A party may obtain summary judgment “if the movant shows that there is no genuine dispute as to any material fact and the movant is entitled to judgment as a matter of law.” Fed. R. Civ. P. 56(a). An issue is genuine if “a reasonable trier of fact could return judgment for the non- moving party.” Miccosukee Tribe of Indians of Fla. v. United States, 516 F.3d 1235, 1243 (11th Cir. 2008) (quoting Anderson v. Liberty Lobby, Inc., 477 U.S. 242, 247-48 (1986)).
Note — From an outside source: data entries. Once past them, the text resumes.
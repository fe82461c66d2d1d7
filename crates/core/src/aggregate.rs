//! Aggregate root trait for domain models that own their lifecycle.

/// Aggregate root marker + minimal interface.
///
/// Kept small so each domain module decides how it models state transitions
/// (state objects, lookup tables, event application).
pub trait AggregateRoot {
    /// Strongly-typed aggregate identifier.
    type Id: Clone + Eq + core::hash::Hash + core::fmt::Debug;

    /// Returns the aggregate identifier.
    fn id(&self) -> &Self::Id;

    /// Monotonically increasing version of the aggregate's state.
    ///
    /// Incremented once per accepted state change; rejected actions leave it as is.
    fn version(&self) -> u64;
}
A fact is material if it “might affect the outcome of the suit under the governing law.” Id. (quoting Anderson, 477 U.S. at 247-48). The Court views the facts in the light most favorable to the non-moving party and draws all reasonable inferences in the non-moving party’s favor. See Davis v. Williams, 451 F.3d 759, 763 (11th Cir. 2006). “The mere existence of a scintilla of evidence in support of the

plaintiff’s position will be insufficient; there must be evidence on which a jury could reasonably find for the plaintiff.” Anderson, 477 U.S. at 252. Further, the Court does not weigh conflicting evidence. See Skop v. City of Atlanta, Ga., 485 F.3d 1130, 1140 (11th Cir. 2007) (quoting Carlin Comm’n, Inc. v. S. Bell Tel. & Tel. Co., 802 F.2d 1352, 1356 (11th Cir. 1986)). The moving party shoulders the initial burden of showing the absence of a genuine issue of material fact. Shiver v. Chertoff, 549 F.3d 1342, 1343 (11th Cir. 2008). Once this burden is satisfied, “the nonmoving party ‘must do more than simply show that there is some metaphysical doubt as to the material facts.’” Ray v. Equifax Info. Servs., L.L.C., 327 F. App’x 819, 825 (11th Cir. 2009) (quoting Matsushita Elec. Indus. Co., Ltd. v. Zenith Radio Corp., 475 U.S. 574, 586, 106 S. Ct. 1348, 89 L. Ed. 2d 538 (1986)). Instead, “the non-moving party ‘must make a sufficient showing on each essential element of the case for which he has the burden of proof.’” Id. (quoting Celotex Corp. v. Catrett, 477 U.S. 317, 322 (1986)). Accordingly, the non-moving party must produce evidence, going beyond the pleadings, and by its own affidavits, or by depositions,

answers to interrogatories, and admissions on file, designating specific facts to suggest that a reasonable jury could find in the non-moving party’s favor. Shiver, 549 F.3d at 1343. Even “where the parties agree on the basic facts, but disagree about the factual inferences that should be drawn from those facts,” summary judgment may be inappropriate. Warrior Tombigbee Transp. Co., Inc. v. M/V Nan Fung, 695 F.2d 1294, 1296 (11th Cir. 1983). B. Qualified Immunity “Qualified immunity offers complete protection for government officials sued in their individual capacities if their conduct ‘does not violate clearly established statutory or constitutional rights of which a reasonable person would have known.’” Kingsland v. City of Miami, 382 F.3d

1220, 1231 (11th Cir. 2004) (quoting Vinyard v.